**Data shown:**

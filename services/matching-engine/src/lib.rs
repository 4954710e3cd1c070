//! Matching engine for a single tradable instrument
//!
//! Implements a price-time priority limit order book: two opposing sides
//! of resting orders, a crossing algorithm for aggressive orders, stop
//! order activation, top-N depth aggregation, and synchronous event
//! fan-out to registered listeners.
//!
//! **Key invariants:**
//! - Price-time priority strictly enforced
//! - Deterministic matching (same inputs produce same outputs)
//! - Conservation of quantity across fills
//! - Level aggregates maintained incrementally, never rescanned
//! - The settled book never crosses itself

pub mod book;
pub mod depth;
pub mod engine;
pub mod events;
pub mod matching;
pub mod stats;

pub use book::{AmendResult, LevelFill, PriceLevel, SideBook, StopBook};
pub use depth::{DepthChange, DepthLevel, DepthTracker, DEFAULT_DEPTH};
pub use engine::MatchingEngine;
pub use events::{DepthListener, OrderBookListener, OrderListener, TradeListener};
pub use matching::{MatchCandidate, MatchPlan, TradeExecutor};
pub use stats::{EngineStats, StatsSnapshot};
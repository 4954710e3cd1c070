//! Trade execution records
//!
//! A trade is the record of one fill between an aggressing (taker) order
//! and a resting (maker) order. The engine assigns a monotonic sequence
//! number per instance; the id is time-sortable on its own.

use crate::ids::{OrderId, Symbol, TradeId};
use crate::numeric::{Price, Quantity};
use crate::order::Side;
use crate::timestamp::Timestamp;
use serde::{Deserialize, Serialize};

#[derive(Debug, Clone, PartialEq, Serialize, Deserialize)]
pub struct Trade {
    pub trade_id: TradeId,
    /// Monotonic per-engine sequence
    pub sequence: u64,
    pub symbol: Symbol,
    /// The aggressing order that initiated the cross
    pub taker_order_id: OrderId,
    /// The resting order that was hit or lifted
    pub maker_order_id: OrderId,
    /// Side of the taker
    pub taker_side: Side,
    /// Execution price, always the maker's price
    pub price: Price,
    pub quantity: Quantity,
    pub executed_at: Timestamp,
}

impl Trade {
    pub fn new(
        sequence: u64,
        symbol: Symbol,
        taker_order_id: OrderId,
        maker_order_id: OrderId,
        taker_side: Side,
        price: Price,
        quantity: Quantity,
    ) -> Self {
        Self {
            trade_id: TradeId::new(),
            sequence,
            symbol,
            taker_order_id,
            maker_order_id,
            taker_side,
            price,
            quantity,
            executed_at: Timestamp::now(),
        }
    }

    /// Notional value in ticks (price x quantity).
    pub fn value(&self) -> i128 {
        self.price.ticks() as i128 * self.quantity.value() as i128
    }
}

#[cfg(test)]
mod tests {
    use super::*;

    #[test]
    fn test_trade_creation() {
        let trade = Trade::new(
            7,
            Symbol::new("AAPL"),
            OrderId::new(2),
            OrderId::new(1),
            Side::Buy,
            Price::from_ticks(15000),
            Quantity::new(40),
        );

        assert_eq!(trade.sequence, 7);
        assert_eq!(trade.taker_order_id, OrderId::new(2));
        assert_eq!(trade.maker_order_id, OrderId::new(1));
        assert_eq!(trade.value(), 600_000);
    }

    #[test]
    fn test_trade_serialization() {
        let trade = Trade::new(
            1,
            Symbol::new("AAPL"),
            OrderId::new(5),
            OrderId::new(4),
            Side::Sell,
            Price::from_ticks(14900),
            Quantity::new(10),
        );

        let json = serde_json::to_string(&trade).unwrap();
        let back: Trade = serde_json::from_str(&json).unwrap();
        assert_eq!(back, trade);
    }
}
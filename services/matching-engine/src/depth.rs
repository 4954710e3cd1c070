//! Aggregated market depth
//!
//! Snapshots the top N price levels of each side and diffs consecutive
//! snapshots slot by slot, producing the change records depth listeners
//! consume. Slot k always holds the k-th best price at capture time;
//! unused tail slots stay zeroed.

use serde::{Deserialize, Serialize};

use types::numeric::{Price, Quantity};

use crate::book::SideBook;

/// Number of levels tracked per side unless parameterised otherwise.
pub const DEFAULT_DEPTH: usize = 10;

/// One aggregated level of market depth.
#[derive(Debug, Clone, Copy, PartialEq, Eq, Serialize, Deserialize)]
pub struct DepthLevel {
    pub price: Price,
    pub quantity: Quantity,
    pub order_count: usize,
}

impl DepthLevel {
    pub const EMPTY: DepthLevel = DepthLevel {
        price: Price::MARKET,
        quantity: Quantity::ZERO,
        order_count: 0,
    };

    pub fn is_empty(&self) -> bool {
        self.quantity.is_zero()
    }
}

impl Default for DepthLevel {
    fn default() -> Self {
        Self::EMPTY
    }
}

/// A slot that differed between two consecutive snapshots.
#[derive(Debug, Clone, Copy, PartialEq, Eq, Serialize, Deserialize)]
pub struct DepthChange {
    pub is_bid: bool,
    /// Slot index, 0 = best
    pub index: usize,
    /// Price of the occupied snapshot; a vacated slot keeps its old price
    pub price: Price,
    pub old_quantity: Quantity,
    pub new_quantity: Quantity,
    pub old_count: usize,
    pub new_count: usize,
}

impl DepthChange {
    /// Signed quantity movement at this slot.
    pub fn delta(&self) -> i64 {
        self.new_quantity.value() as i64 - self.old_quantity.value() as i64
    }
}

/// Top-N depth aggregator with previous-snapshot diffing.
#[derive(Debug, Clone)]
pub struct DepthTracker<const N: usize = DEFAULT_DEPTH> {
    bids: [DepthLevel; N],
    asks: [DepthLevel; N],
    prev_bids: [DepthLevel; N],
    prev_asks: [DepthLevel; N],
    changes: Vec<DepthChange>,
}

impl<const N: usize> DepthTracker<N> {
    pub fn new() -> Self {
        Self {
            bids: [DepthLevel::EMPTY; N],
            asks: [DepthLevel::EMPTY; N],
            prev_bids: [DepthLevel::EMPTY; N],
            prev_asks: [DepthLevel::EMPTY; N],
            changes: Vec::new(),
        }
    }

    /// Capture both sides and diff against the previous capture.
    ///
    /// Applied twice without an intervening book mutation, the second call
    /// yields no changes.
    pub fn update_from(&mut self, bids: &SideBook, asks: &SideBook) -> &[DepthChange] {
        self.prev_bids = self.bids;
        self.prev_asks = self.asks;
        self.bids = [DepthLevel::EMPTY; N];
        self.asks = [DepthLevel::EMPTY; N];

        capture(&mut self.bids, bids);
        capture(&mut self.asks, asks);

        self.changes.clear();
        diff(true, &self.prev_bids, &self.bids, &mut self.changes);
        diff(false, &self.prev_asks, &self.asks, &mut self.changes);
        &self.changes
    }

    /// Changes produced by the last capture.
    pub fn changes(&self) -> &[DepthChange] {
        &self.changes
    }

    pub fn bid_levels(&self) -> &[DepthLevel] {
        &self.bids
    }

    pub fn ask_levels(&self) -> &[DepthLevel] {
        &self.asks
    }

    pub fn best_bid(&self) -> Option<DepthLevel> {
        (!self.bids[0].is_empty()).then_some(self.bids[0])
    }

    pub fn best_ask(&self) -> Option<DepthLevel> {
        (!self.asks[0].is_empty()).then_some(self.asks[0])
    }

    /// Best ask minus best bid; undefined unless both sides are populated.
    pub fn spread(&self) -> Option<Price> {
        match (self.best_bid(), self.best_ask()) {
            (Some(bid), Some(ask)) => Some(ask.price - bid.price),
            _ => None,
        }
    }

    /// Integer midpoint of the best prices. A one-sided book yields that
    /// side's best; an empty book yields zero.
    pub fn mid_price(&self) -> Price {
        match (self.best_bid(), self.best_ask()) {
            (Some(bid), Some(ask)) => Price::from_ticks((bid.price.ticks() + ask.price.ticks()) / 2),
            (Some(bid), None) => bid.price,
            (None, Some(ask)) => ask.price,
            (None, None) => Price::MARKET,
        }
    }

    /// Depth-weighted liquidity: quantity at slot k contributes 1/(k+1).
    pub fn liquidity_score(&self) -> f64 {
        let side_score = |levels: &[DepthLevel]| -> f64 {
            levels
                .iter()
                .enumerate()
                .map(|(i, level)| level.quantity.value() as f64 / (i + 1) as f64)
                .sum()
        };
        side_score(&self.bids) + side_score(&self.asks)
    }

    /// Spread as a percentage of the best bid; zero unless two-sided.
    pub fn spread_percentage(&self) -> f64 {
        match (self.best_bid(), self.best_ask()) {
            (Some(bid), Some(ask)) => {
                100.0 * (ask.price.ticks() - bid.price.ticks()) as f64 / bid.price.ticks() as f64
            }
            _ => 0.0,
        }
    }
}

impl<const N: usize> Default for DepthTracker<N> {
    fn default() -> Self {
        Self::new()
    }
}

fn capture<const N: usize>(slots: &mut [DepthLevel; N], book: &SideBook) {
    for (slot, level) in slots.iter_mut().zip(book.levels_best_first()) {
        *slot = DepthLevel {
            price: level.price(),
            quantity: level.total_quantity(),
            order_count: level.order_count(),
        };
    }
}

fn diff<const N: usize>(
    is_bid: bool,
    previous: &[DepthLevel; N],
    current: &[DepthLevel; N],
    changes: &mut Vec<DepthChange>,
) {
    for index in 0..N {
        let old = previous[index];
        let new = current[index];
        if old == new {
            continue;
        }
        let price = if new.is_empty() { old.price } else { new.price };
        changes.push(DepthChange {
            is_bid,
            index,
            price,
            old_quantity: old.quantity,
            new_quantity: new.quantity,
            old_count: old.order_count,
            new_count: new.order_count,
        });
    }
}
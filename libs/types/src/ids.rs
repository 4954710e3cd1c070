//! Identifier types for engine entities
//!
//! Order ids are plain 64-bit integers assigned by the submitter and unique
//! for the lifetime of an engine instance. Trade ids use UUID v7 so a trade
//! stream sorts chronologically without an extra index.

use serde::{Deserialize, Serialize};
use std::fmt;
use uuid::Uuid;

/// Unique identifier for an order.
///
/// Ids are never reused after an order reaches a terminal state.
#[derive(
    Debug, Clone, Copy, PartialEq, Eq, PartialOrd, Ord, Hash, Serialize, Deserialize,
)]
#[serde(transparent)]
pub struct OrderId(u64);

impl OrderId {
    pub const fn new(value: u64) -> Self {
        Self(value)
    }

    pub const fn value(self) -> u64 {
        self.0
    }
}

impl fmt::Display for OrderId {
    fn fmt(&self, f: &mut fmt::Formatter<'_>) -> fmt::Result {
        write!(f, "{}", self.0)
    }
}

impl From<u64> for OrderId {
    fn from(value: u64) -> Self {
        Self(value)
    }
}

/// Unique identifier for a trade, time-sortable via UUID v7.
#[derive(Debug, Clone, Copy, PartialEq, Eq, Hash, Serialize, Deserialize)]
#[serde(transparent)]
pub struct TradeId(Uuid);

impl TradeId {
    pub fn new() -> Self {
        Self(Uuid::now_v7())
    }

    pub fn from_uuid(uuid: Uuid) -> Self {
        Self(uuid)
    }

    pub fn as_uuid(&self) -> &Uuid {
        &self.0
    }
}

impl Default for TradeId {
    fn default() -> Self {
        Self::new()
    }
}

impl fmt::Display for TradeId {
    fn fmt(&self, f: &mut fmt::Formatter<'_>) -> fmt::Result {
        write!(f, "{}", self.0)
    }
}

/// Trading symbol of the single instrument an engine serves.
#[derive(Debug, Clone, PartialEq, Eq, Hash, Serialize, Deserialize)]
#[serde(transparent)]
pub struct Symbol(String);

impl Symbol {
    pub fn new(symbol: impl Into<String>) -> Self {
        Self(symbol.into())
    }

    pub fn as_str(&self) -> &str {
        &self.0
    }
}

impl fmt::Display for Symbol {
    fn fmt(&self, f: &mut fmt::Formatter<'_>) -> fmt::Result {
        write!(f, "{}", self.0)
    }
}

impl From<&str> for Symbol {
    fn from(s: &str) -> Self {
        Self::new(s)
    }
}

#[cfg(test)]
mod tests {
    use super::*;

    #[test]
    fn test_order_id_roundtrip() {
        let id = OrderId::new(42);
        let json = serde_json::to_string(&id).unwrap();
        assert_eq!(json, "42");

        let back: OrderId = serde_json::from_str(&json).unwrap();
        assert_eq!(back, id);
    }

    #[test]
    fn test_order_id_ordering() {
        assert!(OrderId::new(1) < OrderId::new(2));
        assert_eq!(OrderId::from(7).value(), 7);
    }

    #[test]
    fn test_trade_id_uniqueness() {
        let a = TradeId::new();
        let b = TradeId::new();
        assert_ne!(a, b, "trade ids should be unique");
    }

    #[test]
    fn test_symbol() {
        let symbol = Symbol::new("AAPL");
        assert_eq!(symbol.as_str(), "AAPL");
        assert_eq!(symbol, Symbol::from("AAPL"));
        assert_eq!(symbol.to_string(), "AAPL");
    }
}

**Work to be completed:**
Going through the material, find each line with the string "Display". Then state only how many there are.

**Answer for the task:**
3